In the entries below, count every line that has the string "PathBuf", and answer with that count alone.

[Start of section]

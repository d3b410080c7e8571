#![cfg_attr(not(test), deny(clippy::unwrap_used, clippy::expect_used))]
//! Device links for the tank controller: the Raspberry Pi UART (behind the
//! `hardware` feature) and an in-process simulator.
pub mod error;
#[cfg(all(feature = "hardware", target_os = "linux"))]
pub mod serial;
pub mod simulator;

pub use error::HwError;
#[cfg(all(feature = "hardware", target_os = "linux"))]
pub use serial::SerialLink;
pub use simulator::{SimulatedDevice, SimulatorCfg};
use aqua_core::dataset::{DatasetStore, FileDatasetStore};
use aqua_core::episode::{Co2ClosingState, EpisodeOrigin, WINDOW_LEN};
use assert_cmd::prelude::*;
use predicates::prelude::*;
use rstest::rstest;
use std::fs;
use std::path::{Path, PathBuf};
use std::process::Command;
use tempfile::tempdir;

// Minimal config that keeps the dataset inside the temp dir
fn write_config(dir: &Path, extra: &str) -> PathBuf {
    let toml = format!(
        r#"
[dataset]
dir = '{}'
file = "episodes.json"

[random]
seed = 1
{extra}
"#,
        dir.join("db").display()
    );
    let path = dir.join("aqua.toml");
    fs::write(&path, toml).unwrap();
    path
}

fn aqua(cfg: &Path) -> Command {
    let mut cmd = Command::cargo_bin("aqua").unwrap();
    cmd.env_remove("AQUA_PORT").arg("--config").arg(cfg);
    cmd
}

fn episode(close_time: i64, trough: f64) -> Co2ClosingState {
    Co2ClosingState {
        origin: EpisodeOrigin::ThisInstance,
        close_time,
        opened_seconds_ago: 1200,
        ph600_at_close: 7.0,
        ph60_offsets: vec![-0.02; WINDOW_LEN],
        temperatures: vec![25.0; WINDOW_LEN],
        daylight: vec![true; WINDOW_LEN],
        valve_open: vec![true; WINDOW_LEN],
        min_ph600_offset_after_close: trough,
    }
}

/// Dataset document as another installation would have written it.
fn write_export(path: &Path) {
    let mut store = FileDatasetStore::open(path).unwrap();
    for i in 0..5 {
        store
            .insert(&episode(1_700_000_000 + i * 3600, -0.2), i == 4)
            .unwrap();
    }
}

#[rstest]
#[case(&["--help"], 0, "Usage:", "stdout")]
#[case(&["self-check", "--simulate"], 0, "self-check ok", "stdout")]
#[case(&["self-check"], 5, "unreachable", "stderr")]
#[case(&["dataset", "stats"], 0, "0 rows", "stdout")]
#[case(&["dataset", "train"], 4, "no model path", "stderr")]
#[case(&["dataset", "import", "missing.json"], 3, "dataset", "stderr")]
fn cli_table_cases(
    #[case] args: &[&str],
    #[case] exit_code: i32,
    #[case] needle: &str,
    #[case] stream: &str,
) {
    let dir = tempdir().unwrap();
    let cfg = write_config(dir.path(), "");
    let assert = aqua(&cfg).current_dir(dir.path()).args(args).assert().code(exit_code);
    match stream {
        "stdout" => {
            assert.stdout(predicate::str::contains(needle));
        }
        "stderr" => {
            assert.stderr(predicate::str::contains(needle));
        }
        other => panic!("unknown stream: {other}"),
    }
}

#[rstest]
#[case("[controller]\nph_turn_on_off_margin = 0.0\n", "ph_turn_on_off_margin")]
#[case("[ph]\nv1 = 2.0\nv2 = 2.0\n", "ph.v1")]
#[case("[device]\nbaud = \"fast\"\n", "baud")]
fn invalid_config_exits_with_config_code(#[case] extra: &str, #[case] needle: &str) {
    let dir = tempdir().unwrap();
    let cfg = write_config(dir.path(), extra);
    aqua(&cfg)
        .args(["dataset", "stats"])
        .assert()
        .code(4)
        .stderr(
            predicate::str::contains("Invalid configuration").and(predicate::str::contains(needle)),
        );
}

#[test]
fn missing_config_file_is_a_config_error() {
    let dir = tempdir().unwrap();
    aqua(&dir.path().join("nope.toml"))
        .args(["dataset", "stats"])
        .assert()
        .code(4);
}

#[test]
fn json_errors_are_structured() {
    let dir = tempdir().unwrap();
    let cfg = write_config(dir.path(), "");
    let out = aqua(&cfg)
        .args(["--json", "dataset", "import"])
        .arg(dir.path().join("missing.json"))
        .output()
        .unwrap();
    assert_eq!(out.status.code(), Some(3));
    let stderr = String::from_utf8(out.stderr).unwrap();
    let last = stderr.lines().last().unwrap();
    let v: serde_json::Value = serde_json::from_str(last).unwrap();
    assert_eq!(v["reason"], "Dataset");
    assert_eq!(v["exit_code"], 3);
    assert!(v["message"].as_str().unwrap().contains("What happened"));
}

#[test]
fn import_stats_train_and_dump() {
    let dir = tempdir().unwrap();
    let cfg = write_config(dir.path(), "");
    let export = dir.path().join("other.json");
    write_export(&export);

    aqua(&cfg)
        .args(["dataset", "import"])
        .arg(&export)
        .assert()
        .success()
        .stdout(predicate::str::contains("imported 5 rows, skipped 0"));
    aqua(&cfg)
        .args(["dataset", "import"])
        .arg(&export)
        .assert()
        .success()
        .stdout(predicate::str::contains("imported 0 rows, skipped 5"));

    let out = aqua(&cfg)
        .args(["--json", "dataset", "stats"])
        .output()
        .unwrap();
    assert!(out.status.success());
    let v: serde_json::Value =
        serde_json::from_str(String::from_utf8(out.stdout).unwrap().trim()).unwrap();
    assert_eq!(v["total"], 5);
    assert_eq!(v["training"], 4);
    assert_eq!(v["validation"], 1);
    assert_eq!(v["schema_version"], 3);

    let model = dir.path().join("model.json");
    aqua(&cfg)
        .args(["dataset", "train", "--epochs", "200", "--out"])
        .arg(&model)
        .assert()
        .success()
        .stdout(predicate::str::contains("trained on 4 rows"));
    let weights: serde_json::Value =
        serde_json::from_str(&fs::read_to_string(&model).unwrap()).unwrap();
    assert_eq!(weights["weights"].as_array().unwrap().len(), 4 * WINDOW_LEN + 3);

    aqua(&cfg)
        .args(["dataset", "dump", "--format", "csv"])
        .assert()
        .success()
        .stdout(predicate::str::starts_with("close_time,validation,y,x0,"));
}

#[test]
fn simulated_run_stops_after_duration() {
    let dir = tempdir().unwrap();
    let cfg = write_config(dir.path(), "");
    aqua(&cfg)
        .args(["run", "--simulate", "--duration-s", "1"])
        .assert()
        .success()
        .stdout(predicate::str::contains("frames="));
}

[End of section]

__Final answer__. 2